Multi-ancestry epigenome-wide analyses identify methylated sites associated with aortic augmentation index in TOPMed MESA

Abstract

Despite the prognostic value of arterial stiffness (AS) and pulsatile hemodynamics (PH) for cardiovascular morbidity and mortality, epigenetic modifications that contribute to AS/PH remain unknown.
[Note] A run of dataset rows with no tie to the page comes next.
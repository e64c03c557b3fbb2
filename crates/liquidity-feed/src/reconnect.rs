//! Reconnection policy with exponential backoff
//!
//! Delay doubles per consecutive failure and caps at `max_delay`; the caller
//! resets its attempt counter once a session synchronizes, so the next
//! failure starts from the base delay again.

use std::time::Duration;

/// Exponential backoff policy for reconnect attempts
#[derive(Debug, Clone)]
pub struct ReconnectPolicy {
    /// Delay before the first reconnection attempt
    pub initial_delay: Duration,
    /// Maximum delay between reconnection attempts
    pub max_delay: Duration,
    /// Multiplier per attempt (2.0 doubles the delay each time)
    pub multiplier: f64,
    /// Random jitter factor (0.0 to 1.0) to avoid thundering herd
    pub jitter: f64,
    /// Maximum number of attempts (None = unlimited)
    pub max_attempts: Option<u32>,
}

impl Default for ReconnectPolicy {
    fn default() -> Self {
        Self {
            initial_delay: Duration::from_secs(2),
            max_delay: Duration::from_secs(60),
            multiplier: 2.0,
            jitter: 0.0,
            max_attempts: None, // Retry forever
        }
    }
}

impl ReconnectPolicy {
    /// Create a policy with default values
    pub fn new() -> Self {
        Self::default()
    }

    /// Set initial delay
    pub fn with_initial_delay(mut self, delay: Duration) -> Self {
        self.initial_delay = delay;
        self
    }

    /// Set maximum delay
    pub fn with_max_delay(mut self, delay: Duration) -> Self {
        self.max_delay = delay;
        self
    }

    /// Set backoff multiplier
    pub fn with_multiplier(mut self, multiplier: f64) -> Self {
        self.multiplier = multiplier;
        self
    }

    /// Set jitter factor
    pub fn with_jitter(mut self, jitter: f64) -> Self {
        self.jitter = jitter.clamp(0.0, 1.0);
        self
    }

    /// Set maximum attempts
    pub fn with_max_attempts(mut self, max: u32) -> Self {
        self.max_attempts = Some(max);
        self
    }

    /// Calculate delay for a given attempt number (1-indexed)
    pub fn delay_for_attempt(&self, attempt: u32) -> Duration {
        if attempt == 0 {
            return self.initial_delay;
        }

        let exponent = attempt.saturating_sub(1) as i32;
        let delay_ms = self.initial_delay.as_millis() as f64 * self.multiplier.powi(exponent);
        let delay = Duration::from_millis(delay_ms as u64);

        std::cmp::min(delay, self.max_delay)
    }

    /// Apply jitter to a base delay
    pub fn apply_jitter(&self, base: Duration) -> Duration {
        if self.jitter == 0.0 {
            return base;
        }

        let jitter_range = base.as_millis() as f64 * self.jitter;
        let jitter = rand::random::<f64>() * 2.0 * jitter_range - jitter_range;
        let adjusted_ms = (base.as_millis() as f64 + jitter).max(0.0) as u64;

        Duration::from_millis(adjusted_ms)
    }

    /// Get delay with jitter applied for a given attempt
    pub fn delay_with_jitter(&self, attempt: u32) -> Duration {
        let base = self.delay_for_attempt(attempt);
        self.apply_jitter(base)
    }

    /// Check if another reconnection attempt is allowed
    pub fn should_reconnect(&self, attempt: u32) -> bool {
        match self.max_attempts {
            Some(max) => attempt < max,
            None => true,
        }
    }
}

#[cfg(test)]
mod tests {
    use super::*;

    #[test]
    fn test_default_policy() {
        let policy = ReconnectPolicy::default();
        assert_eq!(policy.initial_delay, Duration::from_secs(2));
        assert_eq!(policy.max_delay, Duration::from_secs(60));
        assert_eq!(policy.multiplier, 2.0);
        assert!(policy.max_attempts.is_none());
    }

    #[test]
    fn test_delay_doubles_and_caps() {
        let policy = ReconnectPolicy::default();

        assert_eq!(policy.delay_for_attempt(1), Duration::from_secs(2));
        assert_eq!(policy.delay_for_attempt(2), Duration::from_secs(4));
        assert_eq!(policy.delay_for_attempt(3), Duration::from_secs(8));
        assert_eq!(policy.delay_for_attempt(4), Duration::from_secs(16));
        assert_eq!(policy.delay_for_attempt(5), Duration::from_secs(32));

        // 64s would exceed the cap
        assert_eq!(policy.delay_for_attempt(6), Duration::from_secs(60));
        assert_eq!(policy.delay_for_attempt(20), Duration::from_secs(60));
    }

    #[test]
    fn test_jitter_stays_in_range() {
        let policy = ReconnectPolicy::new()
            .with_initial_delay(Duration::from_millis(1000))
            .with_jitter(0.5);

        for _ in 0..50 {
            let delay = policy.delay_with_jitter(1);
            assert!(delay >= Duration::from_millis(500));
            assert!(delay <= Duration::from_millis(1500));
        }
    }

    #[test]
    fn test_should_reconnect() {
        let unlimited = ReconnectPolicy::default();
        assert!(unlimited.should_reconnect(0));
        assert!(unlimited.should_reconnect(100));

        let limited = ReconnectPolicy::default().with_max_attempts(3);
        assert!(limited.should_reconnect(0));
        assert!(limited.should_reconnect(2));
        assert!(!limited.should_reconnect(3));
        assert!(!limited.should_reconnect(10));
    }
}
To gain a better understanding of the link between epigenetics (DNA methylation) and AS/PH, we examined the relationship of eight measures of AS/PH with CpG sites and co-methylated regions using multi-ancestry participants from Trans-Omics for Precision Medicine (TOPMed) Multi-Ethnic Study of Atherosclerosis (MESA) with sample sizes ranging from 438 to 874. Epigenome-wide association analysis identified one genome-wide significant CpG (cg20711926-CYP1B1) associated with aortic augmentation index (AIx). Follow-up analyses, including gene set enrichment analysis, expression quantitative trait methylation analysis, and functional enrichment analysis on differentially methylated positions and regions, further prioritized three CpGs and their annotated genes (cg23800023-ETS1, cg08426368-TGFB3, and cg17350632-HLA-DPB1) for AIx. Among these, ETS1 and TGFB3 have been previously prioritized as candidate genes. Furthermore, both ETS1 and HLA-DPB1 have significant tissue correlations between Whole Blood and Aorta in GTEx, which suggests ETS1 and HLA-DPB1 could be potential biomarkers in understanding pathophysiology of AS/PH. Overall, our findings support the possible role of epigenetic regulation via DNA methylation of specific genes associated with AIx as well as identifying potential targets for regulation of AS/PH.

Figure 1

Study design. The suggestive DMP was defined as CpG with association p-value less than 1 × 10⁻⁴ and 0.05 respectively for epigenome-wide and candidate-gene approaches; the suggestive DMR was defined as co-methylated region with association p-value less than 5 × 10⁻⁴ and 0.05 respectively for epigenome-wide and candidate-gene approaches; eQTM, expression quantitative trait methylation; AIx, aortic augmentation index; CMR-PWV, aortic arch pulse-wave velocity measured by cardia magnetic resonance imaging; AAD, ascending aortic distensibility; DAD, descending aortic distensibility; YM, Young’s Elastic Modulus; DC, distensibility coefficient; PTC1 and PTC2, radial artery pressure waveform index 1 and 2.

Figure 2

FDR-significant (FDR < 0.05) differentially methylated positions associated with aortic augmentation index. (a) Multi-ancestry epigenome-wide association studies (EWAS) summary statistics of two FDR-significant CpGs. (b) Forest plots of race-stratified EWAS of two FDR-significant CpGs. Position, based on GRCh38/hg38; Estimate (se) and P-value, effect size (standard error) and P-value of CpG respectively from EWAS; FDR, false discovery rate based on multiple testing correction on 491,174 CpGs; NHW, Non-Hispanic White; AA, African American; HIS, Hispanic/Latino.

Figure 3

Three prioritized genes (ETS1, HLA-DPB1, TGFB3) for aortic augmentation index. (a) Workflow of prioritization; (b) FDR-significant KEGG pathways that three prioritized genes were involved; (c) Summary table of follow-up analyses results of three prioritized CpGs associated with aortic augmentation index; (d) Pearson’s correlation (R) of inverse-normalized gene expressions between GTEx v8 Whole-Blood and Aorta tissues for three prioritized genes. Position, based on (GRCh38/hg38); FDR, false discovery rate; functional enrichment, eFORGE 15 chromatin state enrichment analysis; GSEA, gene set enrichment analysis; GO, Gene Ontology; KEGG, Kyoto Encyclopedia of Genes and Genomes; eQTM, expression quantitative trait methylation; AS/PH, arterial stiffness and pulsatile hemodynamics.